* [RECORDS FOR PROCESSING]
-- -- --

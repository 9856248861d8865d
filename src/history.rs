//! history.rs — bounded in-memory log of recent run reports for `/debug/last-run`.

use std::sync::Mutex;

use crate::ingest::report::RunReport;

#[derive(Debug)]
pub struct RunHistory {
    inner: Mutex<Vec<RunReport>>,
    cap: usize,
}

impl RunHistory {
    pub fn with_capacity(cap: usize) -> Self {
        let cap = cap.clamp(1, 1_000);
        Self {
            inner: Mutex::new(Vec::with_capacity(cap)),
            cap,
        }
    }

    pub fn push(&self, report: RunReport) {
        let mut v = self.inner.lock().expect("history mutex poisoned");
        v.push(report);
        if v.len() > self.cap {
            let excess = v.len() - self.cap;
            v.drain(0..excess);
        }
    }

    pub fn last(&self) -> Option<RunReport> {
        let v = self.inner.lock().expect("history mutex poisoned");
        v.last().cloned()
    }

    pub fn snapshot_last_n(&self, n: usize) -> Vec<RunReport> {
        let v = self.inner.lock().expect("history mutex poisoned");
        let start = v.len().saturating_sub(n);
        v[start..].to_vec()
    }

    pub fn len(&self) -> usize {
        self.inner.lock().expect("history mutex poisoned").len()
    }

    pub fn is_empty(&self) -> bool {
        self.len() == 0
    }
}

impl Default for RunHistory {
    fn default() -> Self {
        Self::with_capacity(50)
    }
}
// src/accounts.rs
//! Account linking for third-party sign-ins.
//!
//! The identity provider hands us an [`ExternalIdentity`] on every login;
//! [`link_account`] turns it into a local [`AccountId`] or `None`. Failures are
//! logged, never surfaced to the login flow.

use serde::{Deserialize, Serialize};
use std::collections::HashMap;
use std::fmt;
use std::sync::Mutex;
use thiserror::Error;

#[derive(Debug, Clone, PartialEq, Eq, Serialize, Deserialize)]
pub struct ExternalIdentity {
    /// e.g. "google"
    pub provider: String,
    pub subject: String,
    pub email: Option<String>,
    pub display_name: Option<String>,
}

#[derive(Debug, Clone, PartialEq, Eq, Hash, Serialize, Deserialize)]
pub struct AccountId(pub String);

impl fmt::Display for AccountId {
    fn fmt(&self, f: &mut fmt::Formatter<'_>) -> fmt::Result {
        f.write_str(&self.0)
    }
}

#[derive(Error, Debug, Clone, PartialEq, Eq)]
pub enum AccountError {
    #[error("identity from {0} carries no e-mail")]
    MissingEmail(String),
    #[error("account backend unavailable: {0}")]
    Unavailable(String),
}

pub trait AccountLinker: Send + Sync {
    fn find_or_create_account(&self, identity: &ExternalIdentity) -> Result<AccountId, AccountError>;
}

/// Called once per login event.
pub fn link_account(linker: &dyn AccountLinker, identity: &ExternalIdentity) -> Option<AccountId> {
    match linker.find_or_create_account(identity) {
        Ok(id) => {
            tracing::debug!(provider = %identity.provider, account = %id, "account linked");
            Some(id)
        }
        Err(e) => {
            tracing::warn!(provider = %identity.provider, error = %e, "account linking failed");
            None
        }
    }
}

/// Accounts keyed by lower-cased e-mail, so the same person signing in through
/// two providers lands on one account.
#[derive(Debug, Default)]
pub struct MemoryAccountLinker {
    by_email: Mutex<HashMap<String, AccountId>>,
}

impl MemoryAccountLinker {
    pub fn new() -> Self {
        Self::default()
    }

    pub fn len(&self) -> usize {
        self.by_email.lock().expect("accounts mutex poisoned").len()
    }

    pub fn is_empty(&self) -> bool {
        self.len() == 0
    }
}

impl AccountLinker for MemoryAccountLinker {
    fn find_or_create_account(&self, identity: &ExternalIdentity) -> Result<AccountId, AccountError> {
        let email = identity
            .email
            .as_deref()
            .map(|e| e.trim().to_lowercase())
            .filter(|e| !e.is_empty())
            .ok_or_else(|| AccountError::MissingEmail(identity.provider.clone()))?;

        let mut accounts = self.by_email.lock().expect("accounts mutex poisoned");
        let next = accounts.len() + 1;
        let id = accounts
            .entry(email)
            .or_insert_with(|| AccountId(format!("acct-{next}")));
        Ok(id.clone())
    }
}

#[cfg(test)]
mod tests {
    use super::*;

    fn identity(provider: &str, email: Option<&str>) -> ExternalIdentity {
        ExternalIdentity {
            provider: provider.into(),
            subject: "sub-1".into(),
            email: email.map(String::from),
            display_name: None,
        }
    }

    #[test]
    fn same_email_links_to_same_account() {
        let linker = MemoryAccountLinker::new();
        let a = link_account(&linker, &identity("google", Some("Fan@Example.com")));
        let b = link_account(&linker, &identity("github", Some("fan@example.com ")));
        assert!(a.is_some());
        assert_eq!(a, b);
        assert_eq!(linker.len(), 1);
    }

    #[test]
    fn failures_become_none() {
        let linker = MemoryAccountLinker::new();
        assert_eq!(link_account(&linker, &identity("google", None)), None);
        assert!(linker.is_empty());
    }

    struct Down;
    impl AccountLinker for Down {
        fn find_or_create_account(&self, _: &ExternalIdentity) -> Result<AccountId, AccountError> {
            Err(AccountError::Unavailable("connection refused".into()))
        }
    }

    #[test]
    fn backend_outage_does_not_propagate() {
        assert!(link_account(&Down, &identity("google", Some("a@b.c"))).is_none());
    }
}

-- -- --

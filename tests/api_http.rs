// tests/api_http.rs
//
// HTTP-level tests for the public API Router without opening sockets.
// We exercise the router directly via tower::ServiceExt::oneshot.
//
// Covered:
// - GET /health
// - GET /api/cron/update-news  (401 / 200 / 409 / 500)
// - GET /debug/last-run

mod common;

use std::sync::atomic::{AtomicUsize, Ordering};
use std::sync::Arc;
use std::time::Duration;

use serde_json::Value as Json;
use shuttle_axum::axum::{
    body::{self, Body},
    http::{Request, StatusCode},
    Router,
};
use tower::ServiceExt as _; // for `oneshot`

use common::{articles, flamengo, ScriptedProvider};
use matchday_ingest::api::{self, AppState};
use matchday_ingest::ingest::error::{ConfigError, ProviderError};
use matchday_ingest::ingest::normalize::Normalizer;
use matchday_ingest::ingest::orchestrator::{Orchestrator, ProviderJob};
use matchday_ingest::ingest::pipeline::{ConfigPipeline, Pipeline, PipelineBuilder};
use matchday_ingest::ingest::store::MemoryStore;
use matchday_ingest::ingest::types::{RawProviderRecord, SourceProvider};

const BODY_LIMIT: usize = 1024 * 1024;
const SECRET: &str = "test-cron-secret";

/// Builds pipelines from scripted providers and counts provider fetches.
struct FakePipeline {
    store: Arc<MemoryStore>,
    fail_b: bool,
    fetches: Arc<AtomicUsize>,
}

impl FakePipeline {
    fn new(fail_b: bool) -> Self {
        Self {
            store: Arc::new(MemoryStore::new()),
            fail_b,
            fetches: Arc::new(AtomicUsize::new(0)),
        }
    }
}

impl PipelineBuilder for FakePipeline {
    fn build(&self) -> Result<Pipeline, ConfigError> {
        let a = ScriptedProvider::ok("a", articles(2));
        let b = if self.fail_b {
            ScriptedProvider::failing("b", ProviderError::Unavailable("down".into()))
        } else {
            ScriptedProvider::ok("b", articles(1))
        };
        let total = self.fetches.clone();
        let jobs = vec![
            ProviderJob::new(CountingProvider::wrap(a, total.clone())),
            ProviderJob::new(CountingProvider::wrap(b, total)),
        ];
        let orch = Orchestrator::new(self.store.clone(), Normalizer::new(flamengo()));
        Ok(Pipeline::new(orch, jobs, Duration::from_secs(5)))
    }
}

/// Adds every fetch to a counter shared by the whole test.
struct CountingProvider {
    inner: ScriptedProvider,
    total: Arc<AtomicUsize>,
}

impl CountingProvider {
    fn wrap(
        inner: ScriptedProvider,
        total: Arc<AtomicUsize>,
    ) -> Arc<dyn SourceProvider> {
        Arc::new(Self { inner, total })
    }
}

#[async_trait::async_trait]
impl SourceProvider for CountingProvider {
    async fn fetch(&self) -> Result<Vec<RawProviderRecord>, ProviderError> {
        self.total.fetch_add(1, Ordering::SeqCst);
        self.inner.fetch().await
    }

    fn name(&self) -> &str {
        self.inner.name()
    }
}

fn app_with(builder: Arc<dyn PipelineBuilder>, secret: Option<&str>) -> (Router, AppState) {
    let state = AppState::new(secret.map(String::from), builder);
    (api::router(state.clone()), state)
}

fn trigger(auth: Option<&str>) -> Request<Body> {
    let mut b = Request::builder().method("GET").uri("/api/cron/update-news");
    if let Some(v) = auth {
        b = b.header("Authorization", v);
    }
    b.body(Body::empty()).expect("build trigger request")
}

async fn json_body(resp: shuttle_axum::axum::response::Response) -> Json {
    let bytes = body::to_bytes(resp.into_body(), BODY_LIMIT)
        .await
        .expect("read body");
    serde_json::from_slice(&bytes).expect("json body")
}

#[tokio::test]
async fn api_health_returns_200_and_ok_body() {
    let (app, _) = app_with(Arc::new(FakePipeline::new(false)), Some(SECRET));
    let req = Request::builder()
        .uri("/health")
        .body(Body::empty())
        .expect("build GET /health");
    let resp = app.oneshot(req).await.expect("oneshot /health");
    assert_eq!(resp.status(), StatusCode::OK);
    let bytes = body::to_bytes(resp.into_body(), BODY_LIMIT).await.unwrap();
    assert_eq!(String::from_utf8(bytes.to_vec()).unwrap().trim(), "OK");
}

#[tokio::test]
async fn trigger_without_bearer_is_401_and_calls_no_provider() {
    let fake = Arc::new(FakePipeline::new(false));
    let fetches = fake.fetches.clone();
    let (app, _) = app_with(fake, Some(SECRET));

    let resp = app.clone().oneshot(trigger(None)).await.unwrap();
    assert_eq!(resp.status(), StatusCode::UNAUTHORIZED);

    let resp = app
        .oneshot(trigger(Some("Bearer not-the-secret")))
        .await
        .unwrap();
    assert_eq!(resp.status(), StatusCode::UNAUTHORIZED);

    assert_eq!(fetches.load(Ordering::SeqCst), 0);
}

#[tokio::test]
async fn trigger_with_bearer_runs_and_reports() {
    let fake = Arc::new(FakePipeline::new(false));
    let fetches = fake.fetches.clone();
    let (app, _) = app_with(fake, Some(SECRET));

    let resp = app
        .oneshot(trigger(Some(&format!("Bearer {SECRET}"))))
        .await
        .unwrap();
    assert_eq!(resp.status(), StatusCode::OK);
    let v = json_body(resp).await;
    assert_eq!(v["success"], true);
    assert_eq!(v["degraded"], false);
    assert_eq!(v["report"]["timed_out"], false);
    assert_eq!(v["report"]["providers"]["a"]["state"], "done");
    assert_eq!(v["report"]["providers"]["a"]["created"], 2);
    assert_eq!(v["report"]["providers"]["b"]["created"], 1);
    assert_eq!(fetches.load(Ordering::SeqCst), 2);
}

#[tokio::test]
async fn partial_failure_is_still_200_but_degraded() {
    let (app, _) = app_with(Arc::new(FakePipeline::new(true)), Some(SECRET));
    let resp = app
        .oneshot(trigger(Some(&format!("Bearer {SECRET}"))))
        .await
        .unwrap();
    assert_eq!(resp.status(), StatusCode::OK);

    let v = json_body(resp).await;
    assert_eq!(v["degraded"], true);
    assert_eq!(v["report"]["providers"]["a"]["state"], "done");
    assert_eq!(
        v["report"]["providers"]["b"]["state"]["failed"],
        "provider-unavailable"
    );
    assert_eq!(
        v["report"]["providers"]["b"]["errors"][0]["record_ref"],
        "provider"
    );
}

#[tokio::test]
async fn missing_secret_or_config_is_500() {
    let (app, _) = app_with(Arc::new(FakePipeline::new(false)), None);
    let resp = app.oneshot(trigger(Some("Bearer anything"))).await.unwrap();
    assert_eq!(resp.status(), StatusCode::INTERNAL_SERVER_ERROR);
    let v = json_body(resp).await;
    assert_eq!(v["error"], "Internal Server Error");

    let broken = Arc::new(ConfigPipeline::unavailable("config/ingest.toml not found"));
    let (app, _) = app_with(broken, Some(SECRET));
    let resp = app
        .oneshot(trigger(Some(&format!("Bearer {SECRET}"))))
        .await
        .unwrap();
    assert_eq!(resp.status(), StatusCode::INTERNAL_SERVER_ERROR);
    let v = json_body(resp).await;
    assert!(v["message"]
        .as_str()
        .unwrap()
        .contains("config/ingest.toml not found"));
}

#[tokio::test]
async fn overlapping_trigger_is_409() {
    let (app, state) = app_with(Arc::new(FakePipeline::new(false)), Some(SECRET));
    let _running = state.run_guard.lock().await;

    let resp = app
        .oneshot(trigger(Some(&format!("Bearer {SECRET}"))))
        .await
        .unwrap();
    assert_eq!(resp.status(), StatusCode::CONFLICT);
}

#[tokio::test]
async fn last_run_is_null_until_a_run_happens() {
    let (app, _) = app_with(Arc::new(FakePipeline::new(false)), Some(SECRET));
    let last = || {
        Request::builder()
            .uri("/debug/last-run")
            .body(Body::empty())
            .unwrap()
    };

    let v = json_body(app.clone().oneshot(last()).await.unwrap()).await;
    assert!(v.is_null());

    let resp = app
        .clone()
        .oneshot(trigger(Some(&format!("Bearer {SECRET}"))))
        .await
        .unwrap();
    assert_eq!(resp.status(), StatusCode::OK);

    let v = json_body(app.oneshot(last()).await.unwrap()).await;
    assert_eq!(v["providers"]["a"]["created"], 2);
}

-- -- --

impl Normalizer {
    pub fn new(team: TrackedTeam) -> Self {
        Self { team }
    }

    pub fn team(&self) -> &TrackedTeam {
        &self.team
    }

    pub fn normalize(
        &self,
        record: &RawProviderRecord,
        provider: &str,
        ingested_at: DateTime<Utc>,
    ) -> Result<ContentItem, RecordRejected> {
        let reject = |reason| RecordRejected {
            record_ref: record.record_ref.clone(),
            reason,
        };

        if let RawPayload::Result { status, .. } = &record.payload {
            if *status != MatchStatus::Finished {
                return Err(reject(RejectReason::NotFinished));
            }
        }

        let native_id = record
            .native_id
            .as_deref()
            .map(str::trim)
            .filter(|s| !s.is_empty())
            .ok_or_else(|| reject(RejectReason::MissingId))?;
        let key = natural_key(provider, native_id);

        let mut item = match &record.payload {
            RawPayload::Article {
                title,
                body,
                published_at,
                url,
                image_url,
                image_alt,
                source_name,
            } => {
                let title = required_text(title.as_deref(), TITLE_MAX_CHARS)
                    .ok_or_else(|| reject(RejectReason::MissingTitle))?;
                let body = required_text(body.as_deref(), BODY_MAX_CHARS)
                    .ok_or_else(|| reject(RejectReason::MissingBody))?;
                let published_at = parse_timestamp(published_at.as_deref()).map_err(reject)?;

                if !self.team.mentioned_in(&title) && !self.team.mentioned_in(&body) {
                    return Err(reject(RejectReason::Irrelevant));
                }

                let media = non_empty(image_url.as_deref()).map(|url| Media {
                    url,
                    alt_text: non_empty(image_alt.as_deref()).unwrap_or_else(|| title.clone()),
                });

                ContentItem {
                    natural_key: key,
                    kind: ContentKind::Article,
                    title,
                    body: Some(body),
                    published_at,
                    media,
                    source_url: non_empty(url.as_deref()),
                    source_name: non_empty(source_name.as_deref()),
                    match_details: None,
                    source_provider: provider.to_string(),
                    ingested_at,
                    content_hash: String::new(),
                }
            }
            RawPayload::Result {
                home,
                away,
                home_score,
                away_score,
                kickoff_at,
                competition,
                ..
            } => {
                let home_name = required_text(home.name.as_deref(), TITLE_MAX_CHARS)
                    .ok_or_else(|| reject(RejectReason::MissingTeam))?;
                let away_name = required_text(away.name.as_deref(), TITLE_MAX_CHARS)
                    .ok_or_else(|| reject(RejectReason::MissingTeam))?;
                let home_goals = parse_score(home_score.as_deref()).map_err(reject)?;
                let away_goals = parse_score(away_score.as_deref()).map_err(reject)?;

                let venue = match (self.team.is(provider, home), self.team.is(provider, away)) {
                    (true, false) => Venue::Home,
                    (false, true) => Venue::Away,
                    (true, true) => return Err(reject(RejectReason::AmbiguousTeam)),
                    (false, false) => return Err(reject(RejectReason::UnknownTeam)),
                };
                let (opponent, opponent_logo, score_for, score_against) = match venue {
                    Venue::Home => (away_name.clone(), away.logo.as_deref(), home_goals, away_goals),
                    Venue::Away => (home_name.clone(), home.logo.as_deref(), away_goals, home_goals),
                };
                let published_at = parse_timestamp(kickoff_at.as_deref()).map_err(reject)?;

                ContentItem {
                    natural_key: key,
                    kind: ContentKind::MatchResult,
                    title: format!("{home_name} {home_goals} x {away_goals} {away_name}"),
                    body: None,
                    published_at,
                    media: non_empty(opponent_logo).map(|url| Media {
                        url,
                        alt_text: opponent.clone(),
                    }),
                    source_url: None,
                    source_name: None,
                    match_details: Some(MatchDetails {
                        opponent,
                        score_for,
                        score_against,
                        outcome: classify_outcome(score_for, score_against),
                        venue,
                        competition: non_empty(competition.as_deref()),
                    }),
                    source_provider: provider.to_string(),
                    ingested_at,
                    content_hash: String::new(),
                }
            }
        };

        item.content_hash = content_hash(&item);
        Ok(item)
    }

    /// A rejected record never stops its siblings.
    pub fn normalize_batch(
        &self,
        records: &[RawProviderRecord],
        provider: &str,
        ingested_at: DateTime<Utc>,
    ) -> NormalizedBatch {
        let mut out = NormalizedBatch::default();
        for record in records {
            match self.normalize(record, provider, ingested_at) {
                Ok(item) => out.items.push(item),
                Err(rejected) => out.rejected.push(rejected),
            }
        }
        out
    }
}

-- -- --

* [THE TASK]
In the material above, how many lines contain "AppState"? Reply with only the number.

* [YOUR RESPONSE]
3